Recognize the signs of activation. First, it is important to be aware of what your mind and body are experiencing. Everyone is different. Your reaction can be physical, emotional, or behavioral, ranging from mild to volcanic. You may feel dizzy, angry, nervous, sweaty, or speechless. Or you may hear words that are beginning to come out of your mouth that are not characteristic, or that may sound like you are channeling someone you would least like to emulate. This finding can be a gentle but firm reminder to pause before doing anything else.
Take your emotional temperature. This is a good time to assess how emotionally active you are. If the push of your daughter’s button aroused a feeling of fear or risk, stress hormones probably flooded your brain, activating your fight or flight response and sending your frontal lobes paused.
To make sure you can think clearly, empathize, and use good judgment, do what works best (e.g., deep breathing, meditation, a distracting activity) to calm your central nervous system. Postpone conversations. Although it may seem urgent to respond to your daughter’s provocation, it’s best to wait until your central nervous system has calmed down so that your reasoning brain can be in line again.
Instead of dismissing or denying his comment, he responds in an affectionate and respectful manner, encouraging the conversation, saying, “This is a good question. Let me think about it and I’ll answer you.” talk more when you find out how to explain how I feel ”or“ Let’s talk about it on Saturday when I leave work, so we won’t rush ”.

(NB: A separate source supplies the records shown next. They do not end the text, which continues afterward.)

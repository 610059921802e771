//! Item model and request validation.
//!
//! `Item` is what the store persists. `ItemDraft` is what clients send: every
//! field is optional at the JSON level so a missing field is reported as a
//! field violation in [`ErrorMessage`] instead of a deserialization failure.

use regex::Regex;
use serde::{Deserialize, Serialize};
use std::collections::BTreeMap;

/// Status written to every item touched by batch processing.
pub const STATUS_PROCESSED: &str = "PROCESSED";

/// Top-level message of every validation failure payload.
pub const VALIDATION_FAILED_MESSAGE: &str = "Validation Failed";

pub const NAME_REQUIRED_MESSAGE: &str = "name cannot be empty";
pub const DESCRIPTION_REQUIRED_MESSAGE: &str = "description cannot be empty";
pub const STATUS_REQUIRED_MESSAGE: &str = "status cannot be empty";
pub const EMAIL_INVALID_MESSAGE: &str = "Invalid email format";

lazy_static::lazy_static! {
    static ref EMAIL_PATTERN: Regex =
        Regex::new(r"^[A-Za-z0-9._%+-]+@[A-Za-z0-9.-]+\.[A-Za-z]{2,63}$")
            .expect("email pattern is a valid regex");
}

#[derive(Debug, Clone, PartialEq, Eq, Serialize, Deserialize)]
pub struct Item {
    /// Assigned by the store on first save, never changed afterwards.
    pub id: Option<i64>,
    pub name: String,
    pub description: String,
    pub status: String,
    #[serde(default, skip_serializing_if = "Option::is_none")]
    pub email: Option<String>,
}

impl Item {
    pub fn new(
        name: impl Into<String>,
        description: impl Into<String>,
        status: impl Into<String>,
    ) -> Self {
        Self {
            id: None,
            name: name.into(),
            description: description.into(),
            status: status.into(),
            email: None,
        }
    }

    pub fn with_email(mut self, email: impl Into<String>) -> Self {
        self.email = Some(email.into());
        self
    }

    pub fn is_processed(&self) -> bool {
        self.status == STATUS_PROCESSED
    }

    pub fn mark_processed(&mut self) {
        self.status = STATUS_PROCESSED.to_string();
    }
}

/// Client payload for create and full update.
#[derive(Debug, Clone, Default, PartialEq, Eq, Serialize, Deserialize)]
pub struct ItemDraft {
    #[serde(default)]
    pub name: Option<String>,
    #[serde(default)]
    pub description: Option<String>,
    #[serde(default)]
    pub status: Option<String>,
    #[serde(default)]
    pub email: Option<String>,
}

impl ItemDraft {
    /// Checks every field and returns all violations at once.
    pub fn validate(self) -> Result<Item, ErrorMessage> {
        let mut errors = ErrorMessage::validation_failed();

        let name = required(self.name, "name", NAME_REQUIRED_MESSAGE, &mut errors);
        let description = required(
            self.description,
            "description",
            DESCRIPTION_REQUIRED_MESSAGE,
            &mut errors,
        );
        let status = required(self.status, "status", STATUS_REQUIRED_MESSAGE, &mut errors);

        if let Some(email) = self.email.as_deref()
            && !is_valid_email(email)
        {
            errors.insert("email", EMAIL_INVALID_MESSAGE);
        }

        if !errors.is_empty() {
            return Err(errors);
        }

        Ok(Item {
            id: None,
            name: name.unwrap_or_default(),
            description: description.unwrap_or_default(),
            status: status.unwrap_or_default(),
            email: self.email,
        })
    }
}

impl From<Item> for ItemDraft {
    fn from(item: Item) -> Self {
        Self {
            name: Some(item.name),
            description: Some(item.description),
            status: Some(item.status),
            email: item.email,
        }
    }
}

fn required(
    value: Option<String>,
    field: &str,
    message: &str,
    errors: &mut ErrorMessage,
) -> Option<String> {
    match value {
        Some(value) if !value.trim().is_empty() => Some(value),
        _ => {
            errors.insert(field, message);
            None
        }
    }
}

pub fn is_valid_email(email: &str) -> bool {
    EMAIL_PATTERN.is_match(email)
}

/// Validation failure payload: a summary plus one message per invalid field.
#[derive(Debug, Clone, Default, PartialEq, Eq, Serialize, Deserialize)]
pub struct ErrorMessage {
    pub message: String,
    #[serde(default)]
    pub details: BTreeMap<String, String>,
}

impl ErrorMessage {
    pub fn new(message: impl Into<String>) -> Self {
        Self {
            message: message.into(),
            details: BTreeMap::new(),
        }
    }

    pub fn validation_failed() -> Self {
        Self::new(VALIDATION_FAILED_MESSAGE)
    }

    pub fn insert(&mut self, field: impl Into<String>, message: impl Into<String>) {
        self.details.insert(field.into(), message.into());
    }

    pub fn is_empty(&self) -> bool {
        self.details.is_empty()
    }

    pub fn detail(&self, field: &str) -> Option<&str> {
        self.details.get(field).map(String::as_str)
    }
}
//! Error and diagnostic types shared by the store and the analyzer.

use serde::{Deserialize, Serialize};
use thiserror::Error;

/// Failures surfaced to the collaborator. Analysis itself never fails; only
/// import, export and configuration loading do.
#[derive(Debug, Error)]
pub enum PipelineError {
    #[error("Invalid pipeline file: {0}")]
    InvalidPipelineFile(#[source] serde_json::Error),

    #[error("Failed to serialize pipeline: {0}")]
    Serialize(#[source] serde_json::Error),

    #[error("Invalid pipeline config: {0}")]
    InvalidConfig(#[source] serde_json::Error),
}

#[derive(Debug, Clone, Copy, PartialEq, Eq, Serialize, Deserialize)]
#[serde(rename_all = "camelCase")]
pub enum Phase {
    Import,
    Structure,
}

impl std::fmt::Display for Phase {
    fn fmt(&self, f: &mut std::fmt::Formatter<'_>) -> std::fmt::Result {
        match self {
            Phase::Import => write!(f, "Import"),
            Phase::Structure => write!(f, "Structure"),
        }
    }
}

/// A non-fatal finding attached to an analysis report.
#[derive(Debug, Clone, PartialEq, Eq, Serialize, Deserialize)]
#[serde(rename_all = "camelCase")]
pub struct Diagnostic {
    pub code: String,
    pub phase: Phase,
    pub message: String,
    pub node_id: Option<String>,
}

impl std::fmt::Display for Diagnostic {
    fn fmt(&self, f: &mut std::fmt::Formatter<'_>) -> std::fmt::Result {
        match &self.node_id {
            Some(id) => write!(
                f,
                "[{}:{}] {} (node '{}')",
                self.phase, self.code, self.message, id
            ),
            None => write!(f, "[{}:{}] {}", self.phase, self.code, self.message),
        }
    }
}

impl Diagnostic {
    pub fn import(code: &str, message: impl Into<String>) -> Self {
        Diagnostic {
            code: code.into(),
            phase: Phase::Import,
            message: message.into(),
            node_id: None,
        }
    }

    pub fn structure(code: &str, message: impl Into<String>, node_id: Option<String>) -> Self {
        Diagnostic {
            code: code.into(),
            phase: Phase::Structure,
            message: message.into(),
            node_id,
        }
    }
}
/// Wire form of a node: the flat record the canvas emits.
#[derive(Serialize, Deserialize)]
struct RawNode {
    id: String,
    #[serde(rename = "type", default, skip_serializing_if = "Option::is_none")]
    node_type: Option<String>,
    #[serde(default, skip_serializing_if = "Option::is_none")]
    position: Option<Position>,
    #[serde(default = "empty_object")]
    data: Value,
    #[serde(flatten)]
    extra: Map<String, Value>,
}

fn empty_object() -> Value {
    Value::Object(Map::new())
}

impl From<RawNode> for PipelineNode {
    fn from(raw: RawNode) -> Self {
        PipelineNode {
            id: raw.id,
            position: raw.position,
            data: NodeData::from_parts(raw.node_type, raw.data),
            extra: raw.extra,
        }
    }
}

impl From<PipelineNode> for RawNode {
    fn from(node: PipelineNode) -> Self {
        let (node_type, data) = node.data.to_parts();
        RawNode {
            id: node.id,
            node_type,
            position: node.position,
            data,
            extra: node.extra,
        }
    }
}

Maintain emotional control. As an adult, you are in charge of managing your feelings when you talk to your teen. To avoid torpedoing conversations, keeping them together is key. In this way, you are shaping how to respect each other and focus on resolving conflicts even in the midst of disturbing discussions.
When your daughter does what you consider an outrageous accusation, for example, saying, “Please tell me when you felt this way” is preferable to “When did I ever do it? How dare you!” Share information carefully. The exquisitely sensitive antennae of the girls capture the duplicity of the mothers. That is, they can smell a lie from afar.
If you want your child to tell you the truth, it’s best not to miss it. Young adults whose parents lied to them as children are more dishonest and have more adjustment problems now that they are older. But it is not necessary or prudent to reflexively tell the whole truth to your daughter.
Consider what is best for your age, emotional maturity, and needs in this situation. You can say, “I’m uncomfortable talking about this with you. But that’s what I can tell you …” or “We can talk more about it when you’re a little older.” Know when to stop talking. You don’t want to let things get in the way. In fact, it feels good to take things out of our chest, clean the air and decide to do better in the future.
But despite these desires, adolescents and preadolescents often do not yet have the emotional stamina to hold on to awkward conversations long enough to overcome the conflict. If you see that the discussions deviate from the topic, turn into intolerable insults or oaths, or just go nowhere, your daughter may be overwhelmed. If so, give her a chance to get emotionally charged by suggesting “Let’s take a break” or “Why don’t we have a snack?” or “What if we take this again when we both feel calmer?”
These six strategies will not stop your daughter from pushing your buttons. And they certainly won’t stop you from being surprised or shocked by something she says. But having these specific and practical actions in your parenting repertoire can help you manage these difficult situations with the utmost confidence, grace, and effectiveness. Adapted from Anything But My Phone, Mom! Raising emotionally resilient daughters in the digital age.